Contrasterende herinneringen aan het leven in Belgisch-Congo

Jasper
D'Huyvetter

Contrasterende herinneringen aan het leven in Belgisch-Congo

Ik heb in mijn thesis voor de opleiding master in de geschiedenis niet gepoogd om dé geschiedenis van ons koloniaal verleden in Belgisch-Congo te gaan neerpennen. Ik heb me doorheen het onderzoeksproces toegelegd op het beschrijven en contrasteren van verschillende geschiedenissen van het koloniale verleden. Dit deed ik aan de hand van herinneringen van vrouwen die in Belgisch-Congo hebben geleefd gedurende de jaren ’50 en met het beeld of de herinnering die ik, als historicus in spe en exemplarisch voorbeeld voor mijn tijdsgenoten, aan Belgisch-Congo hebben. Als deze twee herinneringen aan ten opzichte van elkaar gezet werden over bepaalde thema’s, dan blijkt dat er heel uiteenlopende herinneringen/geschiedenissen bestaan over eenzelfde historische fenomeen.

Tijdens het onderzoeksproces ben ik drie vrouwen gaan interviewen over hun herinneringen aan hun leven in Belgisch-Congo gedurende de jaren ’50. Ik ben met hen in gesprek gegaan over bepaalde herinneringen en over hun ervaringen als koloniaal én als ex-koloniaal in de periode na de onafhankelijkheid van Congo in 1960.

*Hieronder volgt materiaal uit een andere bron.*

//! ==============================================================================
//! routes.rs - HTTP handlers
//! ==============================================================================
//!
//! purpose:
//!     the five endpoints of the Grafana Simple-JSON datasource contract plus
//!     the ingest endpoint the field nodes POST to:
//!
//! ```text
//!         /                     health / connection probe
//!         /search               distinct sensor names
//!         /query                per-target datapoint arrays
//!         /annotations          always [] (no annotation support)
//!         /receive_sensor_data  ingest one reading
//! ```
//!
//! compatibility contract:
//!     a dashboard must never see a hard failure, only "no data". the query
//!     path therefore answers 200 with an empty or partial body on a missing
//!     store, malformed JSON, or an unparseable time range. the internal
//!     distinction between "no data" and "error" survives as tracing output.
//!
//! ==============================================================================

use axum::{
    body::Bytes,
    extract::State,
    http::StatusCode,
    response::IntoResponse,
    routing::{get, post},
    Json, Router,
};
use bson::{Bson, Document};
use chrono::Utc;
use serde_json::{json, Value};
use tower_http::cors::CorsLayer;
use tracing::{info, warn};

use crate::domain::{AppState, Datapoint, Reading, SeriesQueryRequest, SeriesResult};
use crate::error::IngestError;
use crate::timerange;

/// per-target cap on returned datapoints
pub const MAX_DATAPOINTS: i64 = 5000;

/// what /search answers when the store is empty or unreachable: the two
/// sensors the field firmware publishes, so a fresh Grafana setup can still
/// be wired up before any data arrives.
pub const FALLBACK_SENSORS: [&str; 2] = ["motor_temp_01", "motor_current_01"];

pub fn router(state: AppState) -> Router {
    Router::new()
        .route("/", get(root_handler).post(root_handler))
        .route("/search", get(search_handler).post(search_handler))
        .route("/query", post(query_handler))
        .route(
            "/annotations",
            get(annotations_handler).post(annotations_handler),
        )
        .route("/receive_sensor_data", post(receive_sensor_data))
        .layer(CorsLayer::permissive())
        .with_state(state)
}

/// Grafana's "test connection" probe
pub async fn root_handler() -> Json<Value> {
    Json(json!({ "message": "OK" }))
}

/// annotations are not supported; the datasource contract still requires the
/// endpoint to exist and answer an empty array
pub async fn annotations_handler() -> Json<Vec<Value>> {
    Json(Vec::new())
}

/// series discovery: distinct sensor names, or the fallback pair
pub async fn search_handler(State(state): State<AppState>) -> Json<Vec<String>> {
    if let Some(store) = &state.store {
        match store.distinct_sensors().await {
            Ok(sensors) if !sensors.is_empty() => return Json(sensors),
            Ok(_) => {}
            Err(e) => warn!("sensor discovery failed: {e:#}"),
        }
    }

    Json(FALLBACK_SENSORS.iter().map(|s| s.to_string()).collect())
}

/// time-series query: one datapoint array per non-hidden target, in request
/// order. always 200; see the module header for the degradation rules.
pub async fn query_handler(
    State(state): State<AppState>,
    body: Bytes,
) -> Json<Vec<SeriesResult>> {
    let Some(store) = &state.store else {
        warn!("query received while store unavailable, answering with no data");
        return Json(Vec::new());
    };

    let request: SeriesQueryRequest = serde_json::from_slice(&body).unwrap_or_else(|e| {
        warn!("malformed query body, answering with no data: {e}");
        SeriesQueryRequest::default()
    });

    // a half-parsed range is as good as none: only filter when both bounds
    // parsed, otherwise rely on the datapoint cap
    let from = timerange::parse(request.range.from.as_deref());
    let to = timerange::parse(request.range.to.as_deref());
    let range = from.zip(to);

    let mut results = Vec::with_capacity(request.targets.len());
    for spec in &request.targets {
        if spec.hide {
            continue;
        }
        let Some(target) = spec.target.as_deref().filter(|t| !t.is_empty()) else {
            continue;
        };

        let datapoints = match store.find_readings(target, range, MAX_DATAPOINTS).await {
            Ok(documents) => shape_datapoints(&documents),
            Err(e) => {
                warn!(sensor = target, "series query failed: {e:#}");
                Vec::new()
            }
        };

        results.push(SeriesResult {
            target: target.to_string(),
            datapoints,
        });
    }

    Json(results)
}

/// ingest one reading: validate, normalize, persist with a server-assigned
/// timestamp. fail-fast order: store, payload, required fields, value.
pub async fn receive_sensor_data(
    State(state): State<AppState>,
    payload: Option<Json<Value>>,
) -> Result<impl IntoResponse, IngestError> {
    let Some(store) = &state.store else {
        return Err(IngestError::StoreUnavailable);
    };

    let Some(Json(payload)) = payload else {
        return Err(IngestError::MissingPayload);
    };
    let fields = payload.as_object().ok_or(IngestError::MissingPayload)?;

    let sensor = first_string(fields, &["sensor_type", "sensor"]);
    let raw_value = fields.get("value");
    let (sensor, raw_value) = match (sensor, raw_value) {
        (Some(sensor), Some(raw_value)) => (sensor, raw_value),
        _ => return Err(IngestError::MissingRequiredField),
    };

    let value = coerce_value(raw_value).ok_or(IngestError::InvalidValue)?;
    let unit = fields
        .get("unit")
        .and_then(Value::as_str)
        .unwrap_or("N/A")
        .to_string();

    let reading = Reading {
        sensor: sensor.to_string(),
        value,
        unit,
        timestamp: Utc::now(),
    };

    let id = store.insert_reading(&reading).await.map_err(|e| {
        warn!(sensor = %reading.sensor, "insert failed: {e:#}");
        IngestError::StoreUnavailable
    })?;

    info!(sensor = %reading.sensor, value = reading.value, id = %id, "stored reading");

    Ok((
        StatusCode::CREATED,
        Json(json!({
            "status": "success",
            "message": "Data received and stored",
            "mongo_id": id,
            "data_received": {
                "sensor": reading.sensor,
                "value": reading.value,
                "unit": reading.unit,
                "timestamp": reading.timestamp.to_rfc3339(),
            },
        })),
    ))
}

/// first non-empty string among the given keys, in order
fn first_string<'a>(fields: &'a serde_json::Map<String, Value>, keys: &[&str]) -> Option<&'a str> {
    keys.iter()
        .find_map(|k| fields.get(*k).and_then(Value::as_str))
        .filter(|s| !s.is_empty())
}

/// coerce an ingest `value` to a finite float. accepts JSON numbers and
/// numeric strings (the first firmware revision sent values as strings).
fn coerce_value(raw: &Value) -> Option<f64> {
    match raw {
        Value::Number(n) => n.as_f64(),
        Value::String(s) => s.trim().parse::<f64>().ok(),
        _ => None,
    }
    .filter(|v| v.is_finite())
}

/// stored documents to `[value, epoch_ms]` pairs. documents missing a usable
/// value or a timestamp are skipped, never an error.
fn shape_datapoints(documents: &[Document]) -> Vec<Datapoint> {
    documents
        .iter()
        .filter_map(|document| {
            let value = extract_value(document)?;
            let timestamp = document.get_datetime("timestamp").ok()?;
            Some(Datapoint(value, timestamp.timestamp_millis()))
        })
        .collect()
}

/// value of a stored document: `value` wins, legacy `valor` is the fallback
fn extract_value(document: &Document) -> Option<f64> {
    ["value", "valor"]
        .iter()
        .find_map(|key| document.get(key).and_then(bson_to_f64))
}

fn bson_to_f64(raw: &Bson) -> Option<f64> {
    match raw {
        Bson::Double(v) if v.is_finite() => Some(*v),
        Bson::Int32(v) => Some(f64::from(*v)),
        Bson::Int64(v) => Some(*v as f64),
        Bson::String(s) => s.trim().parse::<f64>().ok().filter(|v| v.is_finite()),
        _ => None,
    }
}

#[cfg(test)]
mod tests {
    use super::*;
    use bson::doc;
    use chrono::TimeZone;

    #[test]
    fn test_coerce_value_forms() {
        assert_eq!(coerce_value(&json!(30.1)), Some(30.1));
        assert_eq!(coerce_value(&json!(42)), Some(42.0));
        assert_eq!(coerce_value(&json!("31.5")), Some(31.5));
        assert_eq!(coerce_value(&json!(" 7 ")), Some(7.0));
        assert_eq!(coerce_value(&json!("abc")), None);
        assert_eq!(coerce_value(&json!(true)), None);
        assert_eq!(coerce_value(&json!(null)), None);
        assert_eq!(coerce_value(&json!({"v": 1})), None);
        assert_eq!(coerce_value(&json!("inf")), None);
    }

    #[test]
    fn test_first_string_order_and_emptiness() {
        let fields = json!({ "sensor_type": "temp", "sensor": "other" });
        assert_eq!(
            first_string(fields.as_object().unwrap(), &["sensor_type", "sensor"]),
            Some("temp")
        );

        let fields = json!({ "sensor": "other" });
        assert_eq!(
            first_string(fields.as_object().unwrap(), &["sensor_type", "sensor"]),
            Some("other")
        );

        let fields = json!({ "sensor_type": "" });
        assert_eq!(
            first_string(fields.as_object().unwrap(), &["sensor_type", "sensor"]),
            None
        );

        let fields = json!({ "sensor_type": 12 });
        assert_eq!(
            first_string(fields.as_object().unwrap(), &["sensor_type", "sensor"]),
            None
        );
    }

    #[test]
    fn test_extract_value_prefers_value_over_valor() {
        let both = doc! { "value": 1.5, "valor": 9.9 };
        assert_eq!(extract_value(&both), Some(1.5));

        let legacy = doc! { "valor": 9.9 };
        assert_eq!(extract_value(&legacy), Some(9.9));

        let neither = doc! { "unit": "C" };
        assert_eq!(extract_value(&neither), None);
    }

    #[test]
    fn test_shape_datapoints_skips_unusable_documents() {
        let ts = bson::DateTime::from_chrono(Utc.with_ymd_and_hms(2024, 1, 1, 0, 0, 0).unwrap());

        let documents = vec![
            doc! { "sensor": "temp", "value": 30.1, "timestamp": ts },
            // legacy field name, string-typed value
            doc! { "sensor": "temp", "valor": "31.0", "timestamp": ts },
            // no timestamp
            doc! { "sensor": "temp", "value": 1.0 },
            // no usable value
            doc! { "sensor": "temp", "value": "abc", "timestamp": ts },
            // integer-typed value
            doc! { "sensor": "temp", "value": 32_i32, "timestamp": ts },
        ];

        let points = shape_datapoints(&documents);
        let ms = ts.timestamp_millis();
        assert_eq!(
            points,
            vec![
                Datapoint(30.1, ms),
                Datapoint(31.0, ms),
                Datapoint(32.0, ms),
            ]
        );
    }
}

Als onderzoeksvragen legde ik me toe op: “Hoe en in welke mate staan de herinneringen van ex-koloniale vrouwen met betrekking tot hun leven in Belgisch-Congo in contrast met het publieke geheugen aan de Belgische kolonie en met de geconstrueerde herinnering van de onderzoeker”. Ten tweede wou ik ook onderzoeken of “interactie, in de vorm van gesprekken over verschillende herinneringen en over de levensgeschiedenis, tot een verruiming van het denkkader van zowel onderzoeker als gesprekspartner” kan leiden?

Ik ben door dit onderzoek tot het (persoonlijke) inzicht gekomen dat er meerdere geconstrueerde herinneringen aan eenzelfde historische gebeurtenis kunnen bestaan naast elkaar én dat herinneren niet noodzakelijk berust op eigen empirische waarnemingen. Dit laatste inzicht groeide gedurende het onderzoeksproces, begeleid door het boek ‘Recalling the Belgian Congo, Conversations and Introspection’ van de antropologe Marie-Benedicte Dembour.

Opzet en Structuur

De thesis bestaat uit vier delen. Het eerste deel omvat deze inleiding en een historische context.

In het tweede deel bespreek ik alle theoretische en methodologische concepten die van belang zijn voor mijn onderzoek. Ik ga in op de methode van de mondelinge geschiedenis en het werken met herinneringen. Daarna beschrijf ik mijn methode door met de levensgeschiedenissen te werken. Ik maak ook enkele bedenkingen bij de noties objectiviteit en subjectiviteit.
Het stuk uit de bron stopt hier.